The source code is the readable computer program that runs the precinct count optical scan (PCOS) machines.
Brillantes said the decision of Dominion Voting System Inc. to release the “source code” to be used by the 78,000 PCOS machines rendered moot Gordon’s petition.
“(W)hat we will do probably is appear before the Supreme Court and convince the petitioner not to proceed since the source code will be available once it arrives,” he said.
Brillantes said the Comelec expected Dominion officials to arrive with the source code either Tuesday night or Wednesday. The Supreme Court has set oral arguments on the Gordon petition this afternoon.
“When I read the petition, I said, ‘Even if the Supreme Court strangles us, what would we release if the source code is not here?’” the Comelec chairman said.
The review of the source code for the 2013 midterm elections was delayed after Dominion refused to release it after it had a falling out with Smartmatic International, the provider of the PCOs machines.
But with Dominion agreeing to release the source code, Brillantes said either he or Solicitor General Francis Jardeleza would appear at the high court on Wednesday to convince Gordon to withdraw his petition.
However, critics of the Comelec were not appeased by Brillantes’ announcement that the source code would be available for review by political parties after the elections.

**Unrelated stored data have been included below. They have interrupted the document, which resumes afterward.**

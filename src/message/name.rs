use std::collections::HashMap;
use std::fmt;

use crate::error::{Error, Result};

// NAME_LEN is the maximum length of a full domain name, including the
// terminating root label.
const NAME_LEN: usize = 255;

// A Name is a non-encoded domain name. It is used instead of strings to avoid
// allocations.
#[derive(Default, Debug, PartialEq, Eq, Clone)]
pub(crate) struct Name {
    pub(crate) data: String,
}

impl fmt::Display for Name {
    fn fmt(&self, f: &mut fmt::Formatter<'_>) -> fmt::Result {
        write!(f, "{}", self.data)
    }
}

impl Name {
    pub(crate) fn new(data: &str) -> Result<Self> {
        if data.len() > NAME_LEN {
            Err(Error::ErrNameTooLong)
        } else {
            Ok(Name {
                data: data.to_owned(),
            })
        }
    }

    // pack appends the wire format of the Name to msg.
    //
    // Domain names are a sequence of counted strings split at the dots. They
    // end with a zero-length string. Compression can be used to reuse domain
    // suffixes.
    //
    // The compression map will be updated with new domain suffixes. If
    // compression is None, compression will not be used.
    pub(crate) fn pack(
        &self,
        mut msg: Vec<u8>,
        compression: &mut Option<HashMap<String, usize>>,
        compression_off: usize,
    ) -> Result<Vec<u8>> {
        let data = self.data.as_bytes();

        // Add a trailing dot to canonicalize name.
        if data.is_empty() || data[data.len() - 1] != b'.' {
            return Err(Error::ErrNonCanonicalName);
        }

        // Allow root domain.
        if data == b"." {
            msg.push(0);
            return Ok(msg);
        }

        // Emit sequence of counted strings, chopping at dots.
        let mut begin = 0;
        for i in 0..data.len() {
            // Check for the end of the segment.
            if data[i] == b'.' {
                // The two most significant bits have special meaning.
                // It isn't allowed for segments to be long enough to
                // need them.
                if i - begin >= (1 << 6) {
                    return Err(Error::ErrSegTooLong);
                }

                // Segments must have a non-zero length.
                if i - begin == 0 {
                    return Err(Error::ErrZeroSegLen);
                }

                msg.push((i - begin) as u8);
                msg.extend_from_slice(&data[begin..i]);

                begin = i + 1;
                continue;
            }

            // We can only compress domain suffixes starting with a new
            // segment. A pointer is two bytes with the two most significant
            // bits set to 1 to indicate that it is a pointer.
            if i == 0 || data[i - 1] == b'.' {
                if let Some(compression) = compression {
                    let key: String = self.data.chars().skip(i).collect();
                    if let Some(ptr) = compression.get(&key) {
                        // Hit. Emit a pointer instead of the rest of the
                        // domain.
                        msg.push(((ptr >> 8) | 0xC0) as u8);
                        msg.push((ptr & 0xFF) as u8);
                        return Ok(msg);
                    }

                    // Miss. Add the suffix to the compression table if the
                    // offset can be stored in the available 14 bits.
                    if msg.len() <= 0x3FFF {
                        compression.insert(key, msg.len() - compression_off);
                    }
                }
            }
        }

        msg.push(0);
        Ok(msg)
    }

    // unpack parses a wire format domain name starting at off, following
    // compression pointers as needed.
    pub(crate) fn unpack(&mut self, msg: &[u8], off: usize) -> Result<usize> {
        // curr_off is the current working offset.
        let mut curr_off = off;

        // new_off is the offset where the next record will start. Pointers
        // lead to data that belongs to other names and thus doesn't count
        // towards to the usage of this name.
        let mut new_off = off;

        // ptr is the number of pointers followed.
        let mut ptr = 0;

        // Name is a slice representation of the name data.
        let mut name = String::new();

        loop {
            if curr_off >= msg.len() {
                return Err(Error::ErrBaseLen);
            }
            let c = msg[curr_off];
            curr_off += 1;
            match c & 0xC0 {
                0x00 => {
                    // String segment
                    if c == 0x00 {
                        // A zero length signals the end of the name.
                        break;
                    }
                    let end_off = curr_off + c as usize;
                    if end_off > msg.len() {
                        return Err(Error::ErrCalcLen);
                    }
                    name.push_str(&String::from_utf8_lossy(&msg[curr_off..end_off]));
                    name.push('.');
                    curr_off = end_off;
                }
                0xC0 => {
                    // Pointer
                    if curr_off >= msg.len() {
                        return Err(Error::ErrInvalidPtr);
                    }
                    let c1 = msg[curr_off];
                    curr_off += 1;
                    if ptr == 0 {
                        new_off = curr_off;
                    }
                    // Don't follow too many pointers, maybe there's a loop.
                    ptr += 1;
                    if ptr > 10 {
                        return Err(Error::ErrTooManyPtr);
                    }
                    curr_off = (((c ^ 0xC0) as usize) << 8) | c1 as usize;
                }
                _ => {
                    // Prefixes 0x80 and 0x40 are reserved.
                    return Err(Error::ErrReserved);
                }
            }
        }

        if name.is_empty() {
            name.push('.');
        }
        if name.len() > NAME_LEN {
            return Err(Error::ErrCalcLen);
        }
        self.data = name;
        if ptr == 0 {
            new_off = curr_off;
        }
        Ok(new_off)
    }
}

“The last-minute disclosure of the source code, even if true, will not extricate Comelec and Smartmatic from legal liability,” said Bobby Tuazon, Automated Election System (AES) Watch co-convenor.
“They should have revealed the source code last year when Comelec decided to reuse the unreliable Smartmatic-marketed technology to allow political parties and other interested groups to conduct an independent review of the software program as a matter of right,” he added.

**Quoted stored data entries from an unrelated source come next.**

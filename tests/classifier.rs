mod common;

use chrono::Utc;

use common::{SEASON, synthetic_rows, synthetic_season, team_id};
use nba_lens::classifier::{ClassifierResult, QueryClassifier, QueryContext, RuleBasedClassifier};
use nba_lens::dataset::SeasonDataset;
use nba_lens::metrics::Metric;
use nba_lens::query::{QuerySpec, SortOrder, Window};
use nba_lens::scope_guard::{ScopeCategory, ScopeGuard};
use nba_lens::season_index::SeasonIndex;
use nba_lens::text::Tokens;

fn index() -> SeasonIndex {
    let mut index = SeasonIndex::new();
    index.insert(synthetic_season(10), Utc::now());
    index.insert(
        SeasonDataset::new("2022-23", synthetic_rows("2022-23", 6)),
        Utc::now(),
    );
    index
}

fn classify(utterance: &str) -> ClassifierResult {
    let index = index();
    let ctx = QueryContext {
        index: &index,
        selected_season: SEASON,
    };
    RuleBasedClassifier::new().classify(utterance, &ctx)
}

fn structured_spec(result: ClassifierResult) -> QuerySpec {
    match result {
        ClassifierResult::Structured(classified) => classified.query.into_spec(),
        other => panic!("expected a structured query, got {other:?}"),
    }
}

#[test]
fn top_n_leaderboard_with_window() {
    let spec = structured_spec(classify("Top 10 teams by net rating last 10 games"));
    assert_eq!(
        spec,
        QuerySpec::Leaderboard {
            metric: Metric::NetRtg,
            window: Window::Last10,
            top_n: 10,
            order: SortOrder::Desc,
        }
    );
}

#[test]
fn clutch_questions_are_out_of_scope() {
    match classify("best net rating in clutch situations") {
        ClassifierResult::OutOfScope {
            category, reason, ..
        } => {
            assert_eq!(category, Some(ScopeCategory::QuarterOrClutch));
            assert!(reason.contains("clutch"));
        }
        other => panic!("expected out of scope, got {other:?}"),
    }
}

#[test]
fn vague_efficiency_question_asks_for_clarification() {
    match classify("show me offensive efficiency") {
        ClassifierResult::Clarify {
            question,
            candidates,
            ..
        } => {
            assert!(!question.is_empty());
            assert!(
                candidates
                    .iter()
                    .any(|c| matches!(c, QuerySpec::Scatter { .. }))
            );
            assert!(candidates.iter().any(|c| matches!(
                c,
                QuerySpec::Leaderboard {
                    metric: Metric::ORtg,
                    ..
                }
            )));
        }
        other => panic!("expected clarification, got {other:?}"),
    }
}

#[test]
fn worst_reverses_the_default_order() {
    let spec = structured_spec(classify("worst 5 defenses this season"));
    assert_eq!(
        spec,
        QuerySpec::Leaderboard {
            metric: Metric::DRtg,
            window: Window::Season,
            top_n: 5,
            order: SortOrder::Desc,
        }
    );
}

#[test]
fn fewest_turnovers_sorts_ascending() {
    let spec = structured_spec(classify("which teams have the fewest turnovers over the last five games"));
    assert_eq!(
        spec,
        QuerySpec::Leaderboard {
            metric: Metric::TovRate,
            window: Window::Last5,
            top_n: 10,
            order: SortOrder::Asc,
        }
    );
}

#[test]
fn two_team_names_mean_compare() {
    let spec = structured_spec(classify("Celtics vs Lakers net rating, last 5 games"));
    assert_eq!(
        spec,
        QuerySpec::Compare {
            team_a: team_id("BOS"),
            team_b: team_id("LAL"),
            window: Window::Last5,
        }
    );
}

#[test]
fn landscape_defaults_to_ortg_and_drtg() {
    let spec = structured_spec(classify("show the efficiency landscape l20"));
    assert_eq!(
        spec,
        QuerySpec::Scatter {
            x_metric: Metric::ORtg,
            y_metric: Metric::DRtg,
            window: Window::Last20,
        }
    );

    let spec = structured_spec(classify("plot shooting"));
    assert!(matches!(
        spec,
        QuerySpec::Scatter {
            x_metric: Metric::EfgPct,
            y_metric: Metric::TsPct,
            ..
        }
    ));
}

#[test]
fn two_metrics_without_teams_mean_scatter() {
    let spec = structured_spec(classify("pace vs true shooting"));
    assert_eq!(
        spec,
        QuerySpec::Scatter {
            x_metric: Metric::Pace,
            y_metric: Metric::TsPct,
            window: Window::Season,
        }
    );
}

#[test]
fn named_season_overrides_the_selected_one() {
    match classify("top 5 pace 2022-2023") {
        ClassifierResult::Structured(classified) => {
            assert_eq!(classified.season, "2022-23");
            assert!(classified.season_override);
        }
        other => panic!("expected a structured query, got {other:?}"),
    }
}

#[test]
fn unknown_season_lists_closest_available() {
    match classify("top 10 teams by net rating in 2019-20") {
        ClassifierResult::OutOfScope {
            reason,
            suggestions,
            ..
        } => {
            assert!(reason.contains("2019-20"));
            assert!(reason.contains("2022-23, 2023-24"));
            assert_eq!(suggestions.len(), 2);
        }
        other => panic!("expected out of scope, got {other:?}"),
    }
}

#[test]
fn unsupported_window_is_rejected_by_validation() {
    match classify("top teams by pace last 15 games") {
        ClassifierResult::OutOfScope { reason, .. } => assert!(reason.contains("LAST_15")),
        other => panic!("expected out of scope, got {other:?}"),
    }
}

#[test]
fn three_teams_ask_which_pair() {
    match classify("compare celtics, lakers and heat") {
        ClassifierResult::Clarify { candidates, .. } => {
            assert_eq!(candidates.len(), 3);
            assert!(
                candidates
                    .iter()
                    .all(|c| matches!(c, QuerySpec::Compare { .. }))
            );
        }
        other => panic!("expected clarification, got {other:?}"),
    }
}

#[test]
fn unrelated_text_is_unrecognized() {
    match classify("what is the weather like") {
        ClassifierResult::OutOfScope {
            category,
            suggestions,
            ..
        } => {
            assert_eq!(category, None);
            assert!(!suggestions.is_empty());
        }
        other => panic!("expected out of scope, got {other:?}"),
    }
}

#[test]
fn denylist_wins_over_positive_signals() {
    for (text, expected) in [
        ("top 10 player scoring leaders", ScopeCategory::PlayerStats),
        ("live net rating right now", ScopeCategory::LiveData),
        ("predict the best offense next season", ScopeCategory::Prediction),
        ("net rating since christmas", ScopeCategory::DateRange),
    ] {
        match classify(text) {
            ClassifierResult::OutOfScope { category, .. } => {
                assert_eq!(category, Some(expected), "{text}");
            }
            other => panic!("{text}: expected out of scope, got {other:?}"),
        }
    }
}

#[test]
fn deny_patterns_match_whole_words() {
    let guard = ScopeGuard;
    assert!(guard.check(&Tokens::new("teams that deliver on offense")).is_none());
    assert!(guard.check(&Tokens::new("Live scores?")).is_some());
    assert!(guard.check(&Tokens::new("4th quarter offense")).is_some());
}

#[test]
fn default_top_n_is_configurable() {
    let index = index();
    let ctx = QueryContext {
        index: &index,
        selected_season: SEASON,
    };
    let classifier = RuleBasedClassifier::new().with_default_top_n(3);
    let spec = structured_spec(classifier.classify("best offenses", &ctx));
    assert!(matches!(spec, QuerySpec::Leaderboard { top_n: 3, .. }));
}

#[test]
fn every_scope_category_has_a_rule() {
    let rules = ScopeGuard.rules();
    for category in [
        ScopeCategory::DateRange,
        ScopeCategory::QuarterOrClutch,
        ScopeCategory::PlayerStats,
        ScopeCategory::LiveData,
        ScopeCategory::Prediction,
        ScopeCategory::ShotData,
        ScopeCategory::Playoffs,
        ScopeCategory::CustomFormula,
    ] {
        assert!(
            rules.iter().any(|r| r.category == category && !r.patterns.is_empty()),
            "{}",
            category.label()
        );
    }
}

#[test]
fn failed_candidates_surface_the_validation_error() {
    for (text, needle) in [
        ("best offense vs defense last 15 games", "LAST_15"),
        ("top teams last 15 games", "LAST_15"),
        ("top 50 teams", "top_n"),
    ] {
        match classify(text) {
            ClassifierResult::OutOfScope {
                reason, category, ..
            } => {
                assert!(reason.starts_with("Request could not be run"), "{text}: {reason}");
                assert!(reason.contains(needle), "{text}: {reason}");
                assert_eq!(category, None);
            }
            other => panic!("{text}: expected out of scope, got {other:?}"),
        }
    }
}

#[test]
fn clarifications_always_carry_candidates() {
    for text in [
        "show me offensive efficiency",
        "top teams",
        "compare celtics, lakers and heat",
        "compare lakers",
    ] {
        match classify(text) {
            ClassifierResult::Clarify {
                question,
                candidates,
                ..
            } => {
                assert!(!candidates.is_empty(), "{text}");
                assert!(!question.contains("Did you mean ?"), "{text}");
            }
            other => panic!("{text}: expected clarification, got {other:?}"),
        }
    }
}

#[test]
fn single_team_compare_offers_partners() {
    match classify("compare lakers") {
        ClassifierResult::Clarify {
            question,
            candidates,
            ..
        } => {
            assert!(question.contains("LAL"));
            assert_eq!(candidates.len(), 3);
            for candidate in &candidates {
                match candidate {
                    QuerySpec::Compare { team_a, team_b, .. } => {
                        assert_eq!(*team_a, team_id("LAL"));
                        assert_ne!(*team_b, team_id("LAL"));
                    }
                    other => panic!("expected compare candidates, got {other:?}"),
                }
            }
        }
        other => panic!("expected clarification, got {other:?}"),
    }
}

#[test]
fn calendar_spans_are_date_ranges() {
    for text in [
        "best offense over the last 10 days",
        "top teams by pace over the past 3 weeks",
        "top 5 teams by net rating in march",
        "best defense in may",
        "net rating from 2024-01-01 to 2024-02-01",
        "pace on 1/15/2024",
    ] {
        match classify(text) {
            ClassifierResult::OutOfScope { category, .. } => {
                assert_eq!(category, Some(ScopeCategory::DateRange), "{text}");
            }
            other => panic!("{text}: expected out of scope, got {other:?}"),
        }
    }
}

#[test]
fn game_windows_still_parse_next_to_date_rules() {
    let spec = structured_spec(classify("top 5 teams by pace last 10"));
    assert!(matches!(
        spec,
        QuerySpec::Leaderboard {
            window: Window::Last10,
            top_n: 5,
            ..
        }
    ));
    // A season label has two fields, not a calendar date.
    let spec = structured_spec(classify("top 5 pace 2023-24"));
    assert!(matches!(spec, QuerySpec::Leaderboard { metric: Metric::Pace, .. }));
}
use std::collections::{BTreeMap, HashMap};

use anyhow::{Context, Result, anyhow};
use chrono::NaiveDate;
use serde_json::Value;

use crate::dataset::{TeamGameRow, TeamId};
use crate::metrics::DEFAULT_TEAM_MINUTES;

/// One raw team-game line from a league game log, before opponent pairing.
#[derive(Debug, Clone, PartialEq)]
pub struct GameLogRecord {
    pub game_id: String,
    pub game_date: NaiveDate,
    pub team_id: TeamId,
    pub team_abbreviation: String,
    pub team_name: String,
    pub matchup: Option<String>,
    pub fgm: u32,
    pub fga: u32,
    pub fg3m: u32,
    pub fg3a: u32,
    pub ftm: u32,
    pub fta: u32,
    pub oreb: u32,
    pub dreb: u32,
    pub ast: u32,
    pub tov: u32,
    pub pts: u32,
    pub minutes: u32,
}

#[derive(Debug, Clone, Default)]
pub struct CanonicalLog {
    pub rows: Vec<TeamGameRow>,
    /// Games that could not be paired, duplicate lines and similar oddities.
    pub warnings: Vec<String>,
}

/// Parse a game log. Accepts either a JSON array of row objects keyed by column name, or
/// the stats API shape `{"resultSets": [{"headers": [...], "rowSet": [[...], ...]}]}`.
pub fn parse_game_log_json(raw: &str) -> Result<Vec<GameLogRecord>> {
    let value: Value = serde_json::from_str(raw).context("parse game log json")?;
    let objects = match &value {
        Value::Array(items) => items.clone(),
        Value::Object(_) => result_set_rows(&value)?,
        _ => return Err(anyhow!("game log must be an array or a resultSets object")),
    };

    objects
        .iter()
        .enumerate()
        .map(|(idx, obj)| parse_record(obj).with_context(|| format!("game log row {idx}")))
        .collect()
}

fn result_set_rows(value: &Value) -> Result<Vec<Value>> {
    let set = value
        .get("resultSets")
        .and_then(|v| v.as_array())
        .and_then(|sets| sets.first())
        .or_else(|| value.get("resultSet"))
        .ok_or_else(|| anyhow!("missing resultSets"))?;
    let headers = set
        .get("headers")
        .and_then(|v| v.as_array())
        .ok_or_else(|| anyhow!("missing headers"))?;
    let rows = set
        .get("rowSet")
        .and_then(|v| v.as_array())
        .ok_or_else(|| anyhow!("missing rowSet"))?;

    let names: Vec<&str> = headers.iter().filter_map(|h| h.as_str()).collect();
    let mut out = Vec::with_capacity(rows.len());
    for row in rows {
        let Some(cells) = row.as_array() else {
            continue;
        };
        let obj: serde_json::Map<String, Value> = names
            .iter()
            .zip(cells.iter())
            .map(|(name, cell)| (name.to_string(), cell.clone()))
            .collect();
        out.push(Value::Object(obj));
    }
    Ok(out)
}

fn parse_record(obj: &Value) -> Result<GameLogRecord> {
    let game_id = id_string(obj.get("GAME_ID")).ok_or_else(|| anyhow!("missing GAME_ID"))?;
    let team_id = obj
        .get("TEAM_ID")
        .and_then(value_u64)
        .and_then(|id| TeamId::try_from(id).ok())
        .ok_or_else(|| anyhow!("missing TEAM_ID"))?;
    let raw_date = obj
        .get("GAME_DATE")
        .and_then(|v| v.as_str())
        .ok_or_else(|| anyhow!("missing GAME_DATE"))?;
    let game_date = parse_game_date(raw_date)?;

    Ok(GameLogRecord {
        game_id,
        game_date,
        team_id,
        team_abbreviation: text(obj, "TEAM_ABBREVIATION"),
        team_name: text(obj, "TEAM_NAME"),
        matchup: obj.get("MATCHUP").and_then(|v| v.as_str()).map(str::to_string),
        fgm: count(obj, "FGM"),
        fga: count(obj, "FGA"),
        fg3m: count(obj, "FG3M"),
        fg3a: count(obj, "FG3A"),
        ftm: count(obj, "FTM"),
        fta: count(obj, "FTA"),
        oreb: count(obj, "OREB"),
        dreb: count(obj, "DREB"),
        ast: count(obj, "AST"),
        tov: count(obj, "TOV"),
        pts: count(obj, "PTS"),
        minutes: obj
            .get("MIN")
            .and_then(value_u64)
            .and_then(|m| u32::try_from(m).ok())
            .filter(|m| *m > 0)
            .unwrap_or(DEFAULT_TEAM_MINUTES),
    })
}

/// `2024-01-15`, `2024-01-15T00:00:00` and `2024-01-15 00:00:00` all parse to the date.
pub fn parse_game_date(raw: &str) -> Result<NaiveDate> {
    let trimmed = raw.trim();
    let date_part = trimmed
        .split(|c: char| c == 'T' || c == ' ')
        .next()
        .unwrap_or(trimmed);
    NaiveDate::parse_from_str(date_part, "%Y-%m-%d")
        .or_else(|_| NaiveDate::parse_from_str(trimmed, "%b %d, %Y"))
        .with_context(|| format!("invalid GAME_DATE '{raw}'"))
}

/// Pair rows on game id and emit canonical rows for `season`.
///
/// Games without exactly two distinct sides are kept with `opponent_team_id = 0`; the
/// metrics engine reports them as data-integrity errors for opponent metrics.
pub fn canonicalize(season: &str, records: Vec<GameLogRecord>) -> CanonicalLog {
    let mut warnings = Vec::new();

    // Last line wins when a team appears twice in one game.
    let mut by_game: BTreeMap<String, Vec<GameLogRecord>> = BTreeMap::new();
    for record in records {
        let sides = by_game.entry(record.game_id.clone()).or_default();
        if let Some(existing) = sides.iter_mut().find(|r| r.team_id == record.team_id) {
            warnings.push(format!(
                "game {}: duplicate line for team {}",
                record.game_id, record.team_id
            ));
            *existing = record;
        } else {
            sides.push(record);
        }
    }

    let mut rows = Vec::new();
    for (game_id, sides) in by_game {
        let opponents: HashMap<TeamId, TeamId> = match sides.as_slice() {
            [a, b] => HashMap::from([(a.team_id, b.team_id), (b.team_id, a.team_id)]),
            _ => {
                warnings.push(format!("game {game_id}: {} side(s), expected 2", sides.len()));
                HashMap::new()
            }
        };
        for record in sides {
            let opponent_team_id = opponents.get(&record.team_id).copied().unwrap_or(0);
            rows.push(to_row(season, record, opponent_team_id));
        }
    }

    CanonicalLog { rows, warnings }
}

fn to_row(season: &str, r: GameLogRecord, opponent_team_id: TeamId) -> TeamGameRow {
    TeamGameRow {
        season: season.to_string(),
        game_id: r.game_id,
        game_date: r.game_date,
        team_id: r.team_id,
        team_abbreviation: r.team_abbreviation,
        team_name: r.team_name,
        opponent_team_id,
        fgm: r.fgm,
        fga: r.fga,
        fg3m: r.fg3m,
        fg3a: r.fg3a,
        ftm: r.ftm,
        fta: r.fta,
        oreb: r.oreb,
        dreb: r.dreb,
        ast: r.ast,
        tov: r.tov,
        pts: r.pts,
        minutes: r.minutes,
    }
}

fn id_string(value: Option<&Value>) -> Option<String> {
    match value? {
        Value::String(s) if !s.trim().is_empty() => Some(s.trim().to_string()),
        Value::Number(n) => Some(n.to_string()),
        _ => None,
    }
}

fn text(obj: &Value, key: &str) -> String {
    obj.get(key)
        .and_then(|v| v.as_str())
        .map(|s| s.trim().to_string())
        .unwrap_or_default()
}

// Box-score columns sometimes arrive as floats (`40.0`) or null.
fn count(obj: &Value, key: &str) -> u32 {
    obj.get(key)
        .and_then(value_u64)
        .and_then(|n| u32::try_from(n).ok())
        .unwrap_or(0)
}

fn value_u64(value: &Value) -> Option<u64> {
    match value {
        Value::Number(n) => n
            .as_u64()
            .or_else(|| n.as_f64().filter(|f| *f >= 0.0).map(|f| f.round() as u64)),
        Value::String(s) => s.trim().parse::<u64>().ok(),
        _ => None,
    }
}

Tuazon said the late release of the source code was a violation of the country’s election automation law “and is further aggravated by Mr. Brillantes’ arbitrary decision that the review will have to wait after the May 13 elections.”
Like piece of candy
“Is this a piece of candy to be given out just to appease the ‘noisy critics’ who persistently demanded the release of the source code as a vital security safeguard to ensure the proper operation of the PCOS program?” Tuazon said.
Without a review of the source code before Election Day, AES Watch said the Comelec should hold a parallel manual count “to ensure the PCOS software will count right and the machines will operate according to the law.”
“We just cannot trust the machines to count accurately and do their job properly, given the countless glitches from wrong counting, mismatches and erratic transmissions,” Tuazon said.